Но ведь в наше время не Людовик XIV и не его придворные наглецы, отлично изображенные царедворцем Данжо, должны изготовлять тот шаблон, которому каждый из нас, в зависимости от своего богатства, стремится подражать.
Теперь мнение большинства воздвигает на общественной площади тот образец, которому каждый из нас должен подражать. Теперь уже недостаточно ошибиться в выборе дороги, ведущей ко двору. Граф Альфьери рассказывает в своей «Жизни», что в первый день 1768 года парижские эшевены заблудились и не успели прибыть в версальскую галерею, чтобы поймать взгляд, которым удостаивал их Людовик XV; в первый день этого года, идя к мессе, король спросил, чтó случилось с эшевенами; кто-то ответил: «Они увязли в грязи», — и сам король соблаговолил улыбнуться[285].
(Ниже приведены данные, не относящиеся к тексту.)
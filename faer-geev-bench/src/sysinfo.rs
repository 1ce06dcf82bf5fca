//! system snapshot recorded next to each measurement.
//!
//! every field the platform cannot supply is left as `None`. on linux the values come from
//! `/proc` and `/sys`, gpu information comes from `nvidia-smi` when it is installed.

use human_repr::HumanCount;
use serde::{Deserialize, Serialize};
use std::fmt;
use std::process::Command;
use std::time::Duration;

const USAGE_INTERVAL: Duration = Duration::from_millis(100);

#[derive(Clone, Debug, Default, PartialEq, Serialize, Deserialize)]
pub struct SystemInfo {
	pub os: OsInfo,
	pub cpu: CpuInfo,
	pub memory: MemoryInfo,
	pub gpus: Vec<GpuInfo>,
}

#[derive(Clone, Debug, Default, PartialEq, Serialize, Deserialize)]
pub struct OsInfo {
	pub system: Option<String>,
	pub node: Option<String>,
	pub release: Option<String>,
	pub version: Option<String>,
	pub machine: Option<String>,
}

#[derive(Clone, Debug, Default, PartialEq, Serialize, Deserialize)]
pub struct CpuInfo {
	pub model: Option<String>,
	pub physical_cores: Option<usize>,
	pub logical_cores: Option<usize>,
	/// MHz
	pub freq_current: Option<f64>,
	pub freq_min: Option<f64>,
	pub freq_max: Option<f64>,
	/// percent, one entry per logical core
	pub usage_per_core: Vec<f64>,
	pub usage_total: Option<f64>,
}

/// bytes
#[derive(Clone, Debug, Default, PartialEq, Serialize, Deserialize)]
pub struct MemoryInfo {
	pub total: Option<u64>,
	pub available: Option<u64>,
	pub used: Option<u64>,
	pub percent: Option<f64>,
}

#[derive(Clone, Debug, Default, PartialEq, Serialize, Deserialize)]
pub struct GpuInfo {
	pub id: usize,
	pub name: String,
	/// utilization, in `[0, 1]`
	pub load: Option<f64>,
	/// MiB
	pub memory_free: Option<f64>,
	pub memory_used: Option<f64>,
	pub memory_total: Option<f64>,
	/// degrees Celsius
	pub temperature: Option<f64>,
	pub uuid: String,
}

/// cumulative jiffies of one `cpu` line of `/proc/stat`
#[derive(Copy, Clone, Debug, PartialEq, Eq)]
struct CpuTimes {
	idle: u64,
	total: u64,
}

fn read(path: &str) -> Option<String> {
	std::fs::read_to_string(path).ok()
}

fn read_trimmed(path: &str) -> Option<String> {
	read(path).map(|s| s.trim().to_owned()).filter(|s| !s.is_empty())
}

impl SystemInfo {
	/// takes a snapshot. blocks for about 100ms to sample cpu usage.
	pub fn snapshot() -> Self {
		Self {
			os: OsInfo::snapshot(),
			cpu: CpuInfo::snapshot(),
			memory: read("/proc/meminfo").map(|s| parse_meminfo(&s)).unwrap_or_default(),
			gpus: query_gpus(),
		}
	}
}

impl OsInfo {
	fn snapshot() -> Self {
		Self {
			system: read_trimmed("/proc/sys/kernel/ostype").or_else(|| Some(std::env::consts::OS.to_owned())),
			node: read_trimmed("/proc/sys/kernel/hostname"),
			release: read_trimmed("/proc/sys/kernel/osrelease"),
			version: read_trimmed("/proc/sys/kernel/version"),
			machine: Some(std::env::consts::ARCH.to_owned()),
		}
	}
}

impl CpuInfo {
	fn snapshot() -> Self {
		let cpuinfo = read("/proc/cpuinfo").unwrap_or_default();
		let khz_to_mhz = |path: &str| read_trimmed(path)?.parse::<f64>().ok().map(|khz| khz / 1000.0);

		let before = read("/proc/stat").map(|s| parse_stat(&s));
		std::thread::sleep(USAGE_INTERVAL);
		let after = read("/proc/stat").map(|s| parse_stat(&s));

		let (usage_total, usage_per_core) = match (before, after) {
			(Some(before), Some(after)) if !before.is_empty() && before.len() == after.len() => {
				let usage: Vec<f64> = before.iter().zip(&after).map(|(b, a)| usage(*b, *a)).collect();
				(Some(usage[0]), usage[1..].to_vec())
			}
			_ => (None, Vec::new()),
		};

		Self {
			model: cpu_model(&cpuinfo),
			physical_cores: Some(num_cpus::get_physical()),
			logical_cores: Some(num_cpus::get()),
			freq_current: cpu_mhz(&cpuinfo),
			freq_min: khz_to_mhz("/sys/devices/system/cpu/cpu0/cpufreq/cpuinfo_min_freq"),
			freq_max: khz_to_mhz("/sys/devices/system/cpu/cpu0/cpufreq/cpuinfo_max_freq"),
			usage_per_core,
			usage_total,
		}
	}
}

fn cpuinfo_values<'a>(cpuinfo: &'a str, key: &'a str) -> impl Iterator<Item = &'a str> {
	cpuinfo.lines().filter_map(move |line| {
		let (k, v) = line.split_once(':')?;
		(k.trim() == key).then(|| v.trim())
	})
}

fn cpu_model(cpuinfo: &str) -> Option<String> {
	cpuinfo_values(cpuinfo, "model name").next().map(str::to_owned)
}

/// mean of the per-core current frequencies
fn cpu_mhz(cpuinfo: &str) -> Option<f64> {
	let freqs: Vec<f64> = cpuinfo_values(cpuinfo, "cpu MHz").filter_map(|v| v.parse().ok()).collect();
	if freqs.is_empty() {
		None
	} else {
		Some(freqs.iter().sum::<f64>() / freqs.len() as f64)
	}
}

/// aggregate line first, then one entry per core
fn parse_stat(stat: &str) -> Vec<CpuTimes> {
	stat.lines()
		.filter(|line| line.starts_with("cpu"))
		.filter_map(|line| {
			let fields: Vec<u64> = line.split_whitespace().skip(1).map(|f| f.parse().ok()).collect::<Option<_>>()?;
			if fields.len() < 4 {
				return None;
			}
			// idle + iowait
			let idle = fields[3] + fields.get(4).copied().unwrap_or(0);
			Some(CpuTimes {
				idle,
				total: fields.iter().sum(),
			})
		})
		.collect()
}

/// busy percentage between two samples
fn usage(before: CpuTimes, after: CpuTimes) -> f64 {
	let total = after.total.saturating_sub(before.total);
	if total == 0 {
		return 0.0;
	}
	let idle = after.idle.saturating_sub(before.idle);
	100.0 * (total.saturating_sub(idle)) as f64 / total as f64
}

fn parse_meminfo(meminfo: &str) -> MemoryInfo {
	let field = |key: &str| {
		meminfo.lines().find_map(|line| {
			let rest = line.strip_prefix(key)?.strip_prefix(':')?;
			let kib: u64 = rest.split_whitespace().next()?.parse().ok()?;
			Some(kib * 1024)
		})
	};

	let total = field("MemTotal");
	let available = field("MemAvailable");
	let used = total.zip(available).map(|(t, a)| t.saturating_sub(a));
	let percent = total
		.zip(used)
		.filter(|&(t, _)| t > 0)
		.map(|(t, u)| 100.0 * u as f64 / t as f64);

	MemoryInfo {
		total,
		available,
		used,
		percent,
	}
}

fn query_gpus() -> Vec<GpuInfo> {
	let output = Command::new("nvidia-smi")
		.args([
			"--query-gpu=index,name,utilization.gpu,memory.free,memory.used,memory.total,temperature.gpu,uuid",
			"--format=csv,noheader,nounits",
		])
		.output();

	match output {
		Ok(output) if output.status.success() => parse_nvidia_smi(&String::from_utf8_lossy(&output.stdout)),
		_ => Vec::new(),
	}
}

fn parse_nvidia_smi(text: &str) -> Vec<GpuInfo> {
	// values such as "[N/A]" become `None`
	let num = |s: &str| s.parse::<f64>().ok();

	text.lines()
		.filter_map(|line| {
			let fields: Vec<&str> = line.split(',').map(str::trim).collect();
			if fields.len() != 8 {
				return None;
			}
			Some(GpuInfo {
				id: fields[0].parse().ok()?,
				name: fields[1].to_owned(),
				load: num(fields[2]).map(|p| p / 100.0),
				memory_free: num(fields[3]),
				memory_used: num(fields[4]),
				memory_total: num(fields[5]),
				temperature: num(fields[6]),
				uuid: fields[7].to_owned(),
			})
		})
		.collect()
}

struct Opt<'a, T>(&'a Option<T>);

impl<T: fmt::Display> fmt::Display for Opt<'_, T> {
	fn fmt(&self, f: &mut fmt::Formatter<'_>) -> fmt::Result {
		match self.0 {
			Some(value) => value.fmt(f),
			None => f.write_str("n/a"),
		}
	}
}

fn bytes(value: Option<u64>) -> String {
	value.map_or_else(|| "n/a".to_owned(), |b| b.human_count_bytes().to_string())
}

fn mib(value: Option<f64>) -> String {
	value.map_or_else(|| "n/a".to_owned(), |m| ((m * 1024.0 * 1024.0) as u64).human_count_bytes().to_string())
}

impl fmt::Display for SystemInfo {
	fn fmt(&self, f: &mut fmt::Formatter<'_>) -> fmt::Result {
		let os = &self.os;
		writeln!(f, "system     {}", Opt(&os.system))?;
		writeln!(f, "node       {}", Opt(&os.node))?;
		writeln!(f, "release    {}", Opt(&os.release))?;
		writeln!(f, "version    {}", Opt(&os.version))?;
		writeln!(f, "machine    {}", Opt(&os.machine))?;

		let cpu = &self.cpu;
		writeln!(f, "cpu        {}", Opt(&cpu.model))?;
		writeln!(f, "cores      {} physical, {} logical", Opt(&cpu.physical_cores), Opt(&cpu.logical_cores))?;
		writeln!(
			f,
			"frequency  {} MHz (min {} MHz, max {} MHz)",
			Opt(&cpu.freq_current.map(|x| format!("{x:.0}"))),
			Opt(&cpu.freq_min.map(|x| format!("{x:.0}"))),
			Opt(&cpu.freq_max.map(|x| format!("{x:.0}"))),
		)?;
		writeln!(f, "cpu usage  {}%", Opt(&cpu.usage_total.map(|x| format!("{x:.1}"))))?;
		for (i, usage) in cpu.usage_per_core.iter().enumerate() {
			writeln!(f, "  core {i:<4} {usage:.1}%")?;
		}

		let mem = &self.memory;
		writeln!(
			f,
			"memory     {} total, {} available, {} used ({}%)",
			bytes(mem.total),
			bytes(mem.available),
			bytes(mem.used),
			Opt(&mem.percent.map(|x| format!("{x:.1}"))),
		)?;

		if self.gpus.is_empty() {
			writeln!(f, "gpus       none")?;
		}
		for gpu in &self.gpus {
			writeln!(f, "gpu {}      {} ({})", gpu.id, gpu.name, gpu.uuid)?;
			writeln!(
				f,
				"  load {}%, memory {} free, {} used, {} total, {} C",
				Opt(&gpu.load.map(|x| format!("{:.0}", 100.0 * x))),
				mib(gpu.memory_free),
				mib(gpu.memory_used),
				mib(gpu.memory_total),
				Opt(&gpu.temperature),
			)?;
		}
		Ok(())
	}
}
Иногда еще рассказывают такого рода анекдоты, и в Сен-Жерменском предместье над ними смеются, как над волшебными сказками. Мы немного жалеем, что век фей кончился; но между этими бедными парижскими эшевенами, увязшими в грязи по дороге в Версаль, и вельможами, ищущими буржуазной славы красноречия в Палате депутатов, чтобы оттуда попасть в министры, лежат два века.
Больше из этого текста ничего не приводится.